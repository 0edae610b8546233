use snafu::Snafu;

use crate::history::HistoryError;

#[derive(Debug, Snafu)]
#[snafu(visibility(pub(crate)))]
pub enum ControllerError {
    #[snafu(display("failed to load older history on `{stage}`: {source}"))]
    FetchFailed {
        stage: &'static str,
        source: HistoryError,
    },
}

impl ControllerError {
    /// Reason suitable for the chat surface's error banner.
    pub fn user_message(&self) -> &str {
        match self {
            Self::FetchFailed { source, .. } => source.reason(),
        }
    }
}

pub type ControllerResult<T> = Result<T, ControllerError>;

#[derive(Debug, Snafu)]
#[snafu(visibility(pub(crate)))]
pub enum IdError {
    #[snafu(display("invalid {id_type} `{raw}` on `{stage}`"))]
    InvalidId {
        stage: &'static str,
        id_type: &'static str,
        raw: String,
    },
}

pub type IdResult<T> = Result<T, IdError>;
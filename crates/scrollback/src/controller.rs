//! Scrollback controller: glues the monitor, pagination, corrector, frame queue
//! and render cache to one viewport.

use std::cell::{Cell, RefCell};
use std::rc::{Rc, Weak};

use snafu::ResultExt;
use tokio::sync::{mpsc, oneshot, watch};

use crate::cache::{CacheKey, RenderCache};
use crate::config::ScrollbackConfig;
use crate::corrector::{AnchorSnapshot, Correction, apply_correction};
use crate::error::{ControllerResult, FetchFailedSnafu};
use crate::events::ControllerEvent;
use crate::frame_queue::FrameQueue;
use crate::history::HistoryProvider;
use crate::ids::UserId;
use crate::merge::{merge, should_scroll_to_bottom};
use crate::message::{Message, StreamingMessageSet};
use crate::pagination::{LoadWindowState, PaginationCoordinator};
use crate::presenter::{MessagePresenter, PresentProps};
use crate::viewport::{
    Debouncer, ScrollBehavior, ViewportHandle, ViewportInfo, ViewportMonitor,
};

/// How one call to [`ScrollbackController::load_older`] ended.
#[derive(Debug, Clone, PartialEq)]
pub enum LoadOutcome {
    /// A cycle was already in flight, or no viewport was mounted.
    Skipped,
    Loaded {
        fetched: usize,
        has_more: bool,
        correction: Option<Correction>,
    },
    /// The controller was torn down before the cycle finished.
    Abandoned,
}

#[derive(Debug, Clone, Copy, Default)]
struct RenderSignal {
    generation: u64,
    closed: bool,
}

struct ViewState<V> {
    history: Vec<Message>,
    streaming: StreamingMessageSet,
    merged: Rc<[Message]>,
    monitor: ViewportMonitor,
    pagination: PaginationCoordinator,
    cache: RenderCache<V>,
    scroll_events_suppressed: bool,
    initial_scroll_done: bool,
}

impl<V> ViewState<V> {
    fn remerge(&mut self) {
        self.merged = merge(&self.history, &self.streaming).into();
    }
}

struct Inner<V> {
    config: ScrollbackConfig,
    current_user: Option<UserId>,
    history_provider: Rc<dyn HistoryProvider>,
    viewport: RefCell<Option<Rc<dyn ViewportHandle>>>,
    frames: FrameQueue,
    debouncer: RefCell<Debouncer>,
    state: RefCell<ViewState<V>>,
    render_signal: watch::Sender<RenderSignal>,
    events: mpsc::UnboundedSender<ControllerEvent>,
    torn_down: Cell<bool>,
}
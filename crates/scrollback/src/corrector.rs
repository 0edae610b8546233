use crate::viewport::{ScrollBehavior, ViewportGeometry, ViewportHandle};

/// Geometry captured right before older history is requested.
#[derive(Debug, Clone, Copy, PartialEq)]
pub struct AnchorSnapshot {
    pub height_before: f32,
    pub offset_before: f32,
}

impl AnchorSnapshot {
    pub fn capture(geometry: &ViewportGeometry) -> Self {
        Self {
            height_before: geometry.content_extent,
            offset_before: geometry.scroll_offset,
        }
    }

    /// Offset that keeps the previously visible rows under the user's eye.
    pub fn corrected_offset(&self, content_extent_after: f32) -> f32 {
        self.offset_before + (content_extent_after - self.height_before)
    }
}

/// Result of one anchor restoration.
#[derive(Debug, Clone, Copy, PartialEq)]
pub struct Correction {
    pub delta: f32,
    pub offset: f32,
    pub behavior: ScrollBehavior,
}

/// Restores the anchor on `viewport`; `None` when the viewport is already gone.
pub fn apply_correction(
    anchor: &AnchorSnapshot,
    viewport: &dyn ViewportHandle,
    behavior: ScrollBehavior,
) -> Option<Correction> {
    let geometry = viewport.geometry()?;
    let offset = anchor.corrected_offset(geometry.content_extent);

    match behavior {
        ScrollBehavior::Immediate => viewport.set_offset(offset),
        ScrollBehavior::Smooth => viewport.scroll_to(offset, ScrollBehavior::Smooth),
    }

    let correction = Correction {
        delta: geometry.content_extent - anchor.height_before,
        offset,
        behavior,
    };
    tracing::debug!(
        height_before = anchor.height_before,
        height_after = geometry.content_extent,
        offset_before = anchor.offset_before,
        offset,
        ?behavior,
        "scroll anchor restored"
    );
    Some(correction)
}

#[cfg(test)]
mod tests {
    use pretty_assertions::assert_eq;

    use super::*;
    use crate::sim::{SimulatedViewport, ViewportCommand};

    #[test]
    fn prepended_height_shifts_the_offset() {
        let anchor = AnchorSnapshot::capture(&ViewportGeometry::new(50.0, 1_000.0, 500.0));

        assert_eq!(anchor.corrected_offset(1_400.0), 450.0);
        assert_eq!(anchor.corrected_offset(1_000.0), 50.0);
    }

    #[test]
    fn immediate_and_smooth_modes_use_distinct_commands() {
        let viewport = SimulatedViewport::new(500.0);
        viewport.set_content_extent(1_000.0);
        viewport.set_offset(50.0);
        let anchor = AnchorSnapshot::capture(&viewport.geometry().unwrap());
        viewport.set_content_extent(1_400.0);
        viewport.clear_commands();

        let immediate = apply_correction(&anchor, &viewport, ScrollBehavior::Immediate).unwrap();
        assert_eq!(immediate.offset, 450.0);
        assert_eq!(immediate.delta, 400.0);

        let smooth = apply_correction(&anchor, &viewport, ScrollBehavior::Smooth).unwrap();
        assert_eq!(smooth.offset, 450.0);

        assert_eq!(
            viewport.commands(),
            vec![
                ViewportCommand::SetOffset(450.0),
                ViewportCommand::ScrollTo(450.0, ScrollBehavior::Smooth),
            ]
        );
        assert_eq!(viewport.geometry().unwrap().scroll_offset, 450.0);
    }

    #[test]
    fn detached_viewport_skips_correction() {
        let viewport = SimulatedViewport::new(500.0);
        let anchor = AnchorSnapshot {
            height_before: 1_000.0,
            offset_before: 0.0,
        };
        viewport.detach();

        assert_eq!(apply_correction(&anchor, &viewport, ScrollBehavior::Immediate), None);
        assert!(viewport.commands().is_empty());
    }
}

•••••

*Exercise goal*:
Repeat all the records. Match each line exactly.

*Answer to this exercise*:
repository 0edae610b8546233
use snafu::Snafu;

use crate::history::HistoryError;

#[derive(Debug, Snafu)]
#[snafu(visibility(pub(crate)))]
pub enum ControllerError {
    #[snafu(display("failed to load older history on `{stage}`: {source}"))]
    FetchFailed {
        stage: &'static str,
        source: HistoryError,
    },
}

impl ControllerError {
    /// Reason suitable for the chat surface's error banner.
    pub fn user_message(&self) -> &str {
        match self {
            Self::FetchFailed { source, .. } => source.reason(),
        }
    }
}

pub type ControllerResult<T> = Result<T, ControllerError>;

#[derive(Debug, Snafu)]
#[snafu(visibility(pub(crate)))]
pub enum IdError {
    #[snafu(display("invalid {id_type} `{raw}` on `{stage}`"))]
    InvalidId {
        stage: &'static str,
        id_type: &'static str,
        raw: String,
    },
}

pub type IdResult<T> = Result<T, IdError>;
filename crates/scrollback/src/controller.rs
//! Scrollback controller: glues the monitor, pagination, corrector, frame queue
//! and render cache to one viewport.

use std::cell::{Cell, RefCell};
use std::rc::{Rc, Weak};

use snafu::ResultExt;
use tokio::sync::{mpsc, oneshot, watch};

use crate::cache::{CacheKey, RenderCache};
use crate::config::ScrollbackConfig;
use crate::corrector::{AnchorSnapshot, Correction, apply_correction};
use crate::error::{ControllerResult, FetchFailedSnafu};
use crate::events::ControllerEvent;
use crate::frame_queue::FrameQueue;
use crate::history::HistoryProvider;
use crate::ids::UserId;
use crate::merge::{merge, should_scroll_to_bottom};
use crate::message::{Message, StreamingMessageSet};
use crate::pagination::{LoadWindowState, PaginationCoordinator};
use crate::presenter::{MessagePresenter, PresentProps};
use crate::viewport::{
    Debouncer, ScrollBehavior, ViewportHandle, ViewportInfo, ViewportMonitor,
};

/// How one call to [`ScrollbackController::load_older`] ended.
#[derive(Debug, Clone, PartialEq)]
pub enum LoadOutcome {
    /// A cycle was already in flight, or no viewport was mounted.
    Skipped,
    Loaded {
        fetched: usize,
        has_more: bool,
        correction: Option<Correction>,
    },
    /// The controller was torn down before the cycle finished.
    Abandoned,
}

#[derive(Debug, Clone, Copy, Default)]
struct RenderSignal {
    generation: u64,
    closed: bool,
}

struct ViewState<V> {
    history: Vec<Message>,
    streaming: StreamingMessageSet,
    merged: Rc<[Message]>,
    monitor: ViewportMonitor,
    pagination: PaginationCoordinator,
    cache: RenderCache<V>,
    scroll_events_suppressed: bool,
    initial_scroll_done: bool,
}

impl<V> ViewState<V> {
    fn remerge(&mut self) {
        self.merged = merge(&self.history, &self.streaming).into();
    }
}

struct Inner<V> {
    config: ScrollbackConfig,
    current_user: Option<UserId>,
    history_provider: Rc<dyn HistoryProvider>,
    viewport: RefCell<Option<Rc<dyn ViewportHandle>>>,
    frames: FrameQueue,
    debouncer: RefCell<Debouncer>,
    state: RefCell<ViewState<V>>,
    render_signal: watch::Sender<RenderSignal>,
    events: mpsc::UnboundedSender<ControllerEvent>,
    torn_down: Cell<bool>,
}
filename crates/scrollback/src/corrector.rs
repository 0edae610b8546233
use crate::viewport::{ScrollBehavior, ViewportGeometry, ViewportHandle};

/// Geometry captured right before older history is requested.
#[derive(Debug, Clone, Copy, PartialEq)]
pub struct AnchorSnapshot {
    pub height_before: f32,
    pub offset_before: f32,
}

impl AnchorSnapshot {
    pub fn capture(geometry: &ViewportGeometry) -> Self {
        Self {
            height_before: geometry.content_extent,
            offset_before: geometry.scroll_offset,
        }
    }

    /// Offset that keeps the previously visible rows under the user's eye.
    pub fn corrected_offset(&self, content_extent_after: f32) -> f32 {
        self.offset_before + (content_extent_after - self.height_before)
    }
}

/// Result of one anchor restoration.
#[derive(Debug, Clone, Copy, PartialEq)]
pub struct Correction {
    pub delta: f32,
    pub offset: f32,
    pub behavior: ScrollBehavior,
}

/// Restores the anchor on `viewport`; `None` when the viewport is already gone.
pub fn apply_correction(
    anchor: &AnchorSnapshot,
    viewport: &dyn ViewportHandle,
    behavior: ScrollBehavior,
) -> Option<Correction> {
    let geometry = viewport.geometry()?;
    let offset = anchor.corrected_offset(geometry.content_extent);

    match behavior {
        ScrollBehavior::Immediate => viewport.set_offset(offset),
        ScrollBehavior::Smooth => viewport.scroll_to(offset, ScrollBehavior::Smooth),
    }

    let correction = Correction {
        delta: geometry.content_extent - anchor.height_before,
        offset,
        behavior,
    };
    tracing::debug!(
        height_before = anchor.height_before,
        height_after = geometry.content_extent,
        offset_before = anchor.offset_before,
        offset,
        ?behavior,
        "scroll anchor restored"
    );
    Some(correction)
}

#[cfg(test)]
mod tests {
    use pretty_assertions::assert_eq;

    use super::*;
    use crate::sim::{SimulatedViewport, ViewportCommand};

    #[test]
    fn prepended_height_shifts_the_offset() {
        let anchor = AnchorSnapshot::capture(&ViewportGeometry::new(50.0, 1_000.0, 500.0));

        assert_eq!(anchor.corrected_offset(1_400.0), 450.0);
        assert_eq!(anchor.corrected_offset(1_000.0), 50.0);
    }

    #[test]
    fn immediate_and_smooth_modes_use_distinct_commands() {
        let viewport = SimulatedViewport::new(500.0);
        viewport.set_content_extent(1_000.0);
        viewport.set_offset(50.0);
        let anchor = AnchorSnapshot::capture(&viewport.geometry().unwrap());
        viewport.set_content_extent(1_400.0);
        viewport.clear_commands();

        let immediate = apply_correction(&anchor, &viewport, ScrollBehavior::Immediate).unwrap();
        assert_eq!(immediate.offset, 450.0);
        assert_eq!(immediate.delta, 400.0);

        let smooth = apply_correction(&anchor, &viewport, ScrollBehavior::Smooth).unwrap();
        assert_eq!(smooth.offset, 450.0);

        assert_eq!(
            viewport.commands(),
            vec![
                ViewportCommand::SetOffset(450.0),
                ViewportCommand::ScrollTo(450.0, ScrollBehavior::Smooth),
            ]
        );
        assert_eq!(viewport.geometry().unwrap().scroll_offset, 450.0);
    }

    #[test]
    fn detached_viewport_skips_correction() {
        let viewport = SimulatedViewport::new(500.0);
        let anchor = AnchorSnapshot {
            height_before: 1_000.0,
            offset_before: 0.0,
        };
        viewport.detach();

        assert_eq!(apply_correction(&anchor, &viewport, ScrollBehavior::Immediate), None);
        assert!(viewport.commands().is_empty());
    }
}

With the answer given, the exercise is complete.